§ **TASK PROMPT**:
Your answer should be an exact copy of the lines from the start of the entries to the line containing "use super::claims::Claims;", both included.

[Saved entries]
· · · ·

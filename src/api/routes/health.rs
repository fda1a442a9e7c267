//! Health Routes
//!
//! Health check endpoints for monitoring probes.
//!
//! - GET /health/live - Liveness probe (process is alive)
//! - GET /health/ready - Readiness probe (a dataset with brands is loaded)
//! - GET /health - Full health status

use axum::{extract::State, http::StatusCode, Json};
use std::sync::Arc;

use crate::api::dto::HealthResponse;
use crate::api::state::AppState;

/// GET /health/live
pub async fn liveness() -> StatusCode {
    StatusCode::OK
}

/// GET /health/ready
///
/// The dashboard is only useful when the selector has options.
pub async fn readiness(State(state): State<Arc<AppState>>) -> StatusCode {
    if state.controller.brands().is_empty() {
        StatusCode::SERVICE_UNAVAILABLE
    } else {
        StatusCode::OK
    }
}

/// GET /health
pub async fn full_health(State(state): State<Arc<AppState>>) -> Json<HealthResponse> {
    let dataset = state.dataset();
    let status = if dataset.brands().is_empty() {
        "degraded"
    } else {
        "healthy"
    };

    Json(HealthResponse {
        status: status.to_string(),
        records: dataset.len(),
        brands: dataset.brands().len(),
        uptime_seconds: state.uptime_seconds(),
        version: env!("CARGO_PKG_VERSION").to_string(),
    })
}
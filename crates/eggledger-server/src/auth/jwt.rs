//! JWT token issuance and validation.

use jsonwebtoken::{DecodingKey, EncodingKey, Header, Validation};

use eggledger_core::db::unix_timestamp;

use super::claims::Claims;
use crate::storage::Role;

/// Manages session token creation and validation. The signing secret is
/// process-wide and supplied at startup; there is no default.
#[derive(Clone)]
pub struct JwtManager {
    encoding_key: EncodingKey,
    decoding_key: DecodingKey,
    validation: Validation,
    ttl_secs: i64,
}

impl JwtManager {
    /// Create a new `JwtManager` with the given secret and token lifetime.
    pub fn new(secret: &[u8], ttl_secs: i64) -> Self {
        let mut validation = Validation::default();
        // Expiry is exact; a token is rejected from the moment `exp` passes.
        validation.leeway = 0;
        Self {
            encoding_key: EncodingKey::from_secret(secret),
            decoding_key: DecodingKey::from_secret(secret),
            validation,
            ttl_secs,
        }
    }

    /// Issue a session token for a verified identity.
    pub fn issue(
        &self,
        username: &str,
        firstname: &str,
        lastname: &str,
        role: Role,
    ) -> Result<String, jsonwebtoken::errors::Error> {
        let now = unix_timestamp();

        let claims = Claims {
            sub: username.to_string(),
            firstname: firstname.to_string(),
            lastname: lastname.to_string(),
            role,
            iat: now,
            exp: now + self.ttl_secs,
        };

        jsonwebtoken::encode(&Header::default(), &claims, &self.encoding_key)
    }

    /// Validate a token and return its claims. Fails on a bad signature, a
    /// malformed token, or expiry.
    pub fn validate(&self, token: &str) -> Result<Claims, jsonwebtoken::errors::Error> {
        let data = jsonwebtoken::decode::<Claims>(token, &self.decoding_key, &self.validation)?;
        Ok(data.claims)
    }
}
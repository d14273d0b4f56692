//! Per-user settings blob routes.
//!
//! The payload is opaque to the server: it is stored verbatim and replaced
//! wholesale on every save. None of its fields are interpreted or enforced
//! here.

use axum::extract::State;
use axum::{Extension, Json};
use serde::Deserialize;
use serde_json::{Value, json};

use super::AppState;
use super::error::ApiError;
use crate::auth::claims::Claims;

#[derive(Debug, Deserialize)]
pub struct SaveSettings {
    pub settings: Value,
}

/// Return the stored blob, or JSON `null` when the user has never saved one
/// (the client falls back to its own defaults).
pub async fn get_settings(
    State(state): State<AppState>,
    Extension(claims): Extension<Claims>,
) -> Result<Json<Value>, ApiError> {
    let payload = match state.db.get_settings(&claims.sub).await? {
        Some(row) => serde_json::from_str(&row.payload)
            .map_err(|e| ApiError::Internal(format!("Corrupt settings payload: {e}")))?,
        None => Value::Null,
    };

    Ok(Json(json!({ "settings": payload })))
}

/// Replace the stored blob. Last writer wins; there is no field-level merge.
pub async fn save_settings(
    State(state): State<AppState>,
    Extension(claims): Extension<Claims>,
    Json(req): Json<SaveSettings>,
) -> Result<Json<Value>, ApiError> {
    let payload = serde_json::to_string(&req.settings)
        .map_err(|e| ApiError::Internal(format!("Settings serialization failed: {e}")))?;

    state.db.put_settings(&claims.sub, &payload).await?;

    Ok(Json(json!({ "message": "Settings saved successfully" })))
}
//! User management routes.
//!
//! Listings return summaries only; password hashes never leave the storage
//! layer.

use axum::Json;
use axum::extract::{Path, State};
use serde_json::{Value, json};
use tracing::info;

use super::AppState;
use super::error::ApiError;
use crate::storage::{Role, User, UserSummary};

fn summaries(users: Vec<User>) -> Vec<UserSummary> {
    users.into_iter().map(UserSummary::from).collect()
}

/// Full user listing. Admin-gated.
pub async fn list_users(State(state): State<AppState>) -> Result<Json<Value>, ApiError> {
    let users = summaries(state.db.list_users().await?);
    Ok(Json(json!({ "count": users.len(), "users": users })))
}

pub async fn list_admins(State(state): State<AppState>) -> Result<Json<Value>, ApiError> {
    let users = summaries(state.db.list_users_by_role(Role::Admin).await?);
    Ok(Json(json!({ "count": users.len(), "users": users })))
}

pub async fn list_watchers(State(state): State<AppState>) -> Result<Json<Value>, ApiError> {
    let users = summaries(state.db.list_users_by_role(Role::Watcher).await?);
    Ok(Json(json!({ "count": users.len(), "users": users })))
}

/// Delete a user by username. Admin-gated.
pub async fn delete_user(
    State(state): State<AppState>,
    Path(username): Path<String>,
) -> Result<Json<Value>, ApiError> {
    if !state.db.delete_user(&username).await? {
        return Err(ApiError::UserNotFound);
    }

    info!(username = %username, "User deleted");
    Ok(Json(json!({ "message": "User deleted successfully" })))
}
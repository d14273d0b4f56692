//! Data models for eggledger storage.

use serde::{Deserialize, Serialize};

/// User role. Watchers are restricted, read-mostly accounts; admins manage
/// users in addition to records.
#[derive(Debug, Clone, Copy, PartialEq, Eq, Serialize, Deserialize, sqlx::Type)]
#[serde(rename_all = "lowercase")]
#[sqlx(rename_all = "lowercase")]
pub enum Role {
    Admin,
    Watcher,
}

/// One of the four production sites.
#[derive(Debug, Clone, Copy, PartialEq, Eq)]
pub enum FarmNumber {
    One = 1,
    Two = 2,
    Three = 3,
    Four = 4,
}

impl FarmNumber {
    pub const fn as_i64(self) -> i64 {
        self as i64
    }
}

impl std::fmt::Display for FarmNumber {
    fn fmt(&self, f: &mut std::fmt::Formatter<'_>) -> std::fmt::Result {
        write!(f, "{}", *self as i64)
    }
}

#[derive(Debug, Clone, sqlx::FromRow)]
pub struct User {
    pub username: String,
    pub password_hash: String,
    pub firstname: String,
    pub lastname: String,
    pub role: Role,
    pub created_at: i64,
    pub updated_at: i64,
}

/// User shape exposed over the wire. Never carries the password hash.
#[derive(Debug, Clone, Serialize)]
pub struct UserSummary {
    pub username: String,
    pub firstname: String,
    pub lastname: String,
    #[serde(rename = "type")]
    pub role: Role,
}

impl From<User> for UserSummary {
    fn from(u: User) -> Self {
        Self {
            username: u.username,
            firstname: u.firstname,
            lastname: u.lastname,
            role: u.role,
        }
    }
}

/// One logged production entry for a farm.
#[derive(Debug, Clone, Serialize, Deserialize, sqlx::FromRow)]
#[serde(rename_all = "camelCase")]
pub struct FarmRecord {
    pub id: String,
    pub farm_number: i64,
    pub eggs: i64,
    pub flats: i64,
    pub packets: i64,
    /// Caller-supplied date label; stored verbatim, not validated.
    pub date: String,
    pub created_at: i64,
    pub updated_at: Option<i64>,
}

/// Per-user settings blob. The payload is opaque JSON text, replaced
/// wholesale on every save.
#[derive(Debug, Clone, sqlx::FromRow)]
pub struct SettingsRow {
    pub user_id: String,
    pub payload: String,
    pub updated_at: i64,
}
//! Shared plumbing for the eggledger server:
//! - `SQLite` pool helpers and `DatabaseError`
//! - tracing/logging initialization

pub mod db;
pub mod tracing_init;
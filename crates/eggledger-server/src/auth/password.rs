//! Password hashing and verification using argon2id.
//!
//! Credentials are stored as salted argon2id hashes; login compares against
//! the stored hash, never against a stored plaintext.

use argon2::Argon2;
use argon2::password_hash::rand_core::OsRng;
use argon2::password_hash::{PasswordHash, PasswordHasher, PasswordVerifier, SaltString};

/// Hash a password using argon2id with a random salt.
pub fn hash_password(password: &str) -> Result<String, argon2::password_hash::Error> {
    let salt = SaltString::generate(&mut OsRng);
    let argon2 = Argon2::default();
    let hash = argon2.hash_password(password.as_bytes(), &salt)?;
    Ok(hash.to_string())
}

/// Verify a password against a stored argon2id hash.
pub fn verify_password(password: &str, hash: &str) -> Result<bool, argon2::password_hash::Error> {
    let parsed_hash = PasswordHash::new(hash)?;
    Ok(Argon2::default()
        .verify_password(password.as_bytes(), &parsed_hash)
        .is_ok())
}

· · · ·

§ **REPLY**:
filename src/api/routes/health.rs
repository fda1a442a9e7c267
//! Health Routes
//!
//! Health check endpoints for monitoring probes.
//!
//! - GET /health/live - Liveness probe (process is alive)
//! - GET /health/ready - Readiness probe (a dataset with brands is loaded)
//! - GET /health - Full health status

use axum::{extract::State, http::StatusCode, Json};
use std::sync::Arc;

use crate::api::dto::HealthResponse;
use crate::api::state::AppState;

/// GET /health/live
pub async fn liveness() -> StatusCode {
    StatusCode::OK
}

/// GET /health/ready
///
/// The dashboard is only useful when the selector has options.
pub async fn readiness(State(state): State<Arc<AppState>>) -> StatusCode {
    if state.controller.brands().is_empty() {
        StatusCode::SERVICE_UNAVAILABLE
    } else {
        StatusCode::OK
    }
}

/// GET /health
pub async fn full_health(State(state): State<Arc<AppState>>) -> Json<HealthResponse> {
    let dataset = state.dataset();
    let status = if dataset.brands().is_empty() {
        "degraded"
    } else {
        "healthy"
    };

    Json(HealthResponse {
        status: status.to_string(),
        records: dataset.len(),
        brands: dataset.brands().len(),
        uptime_seconds: state.uptime_seconds(),
        version: env!("CARGO_PKG_VERSION").to_string(),
    })
}
filename crates/eggledger-server/src/auth/jwt.rs
//! JWT token issuance and validation.

use jsonwebtoken::{DecodingKey, EncodingKey, Header, Validation};

use eggledger_core::db::unix_timestamp;

use super::claims::Claims;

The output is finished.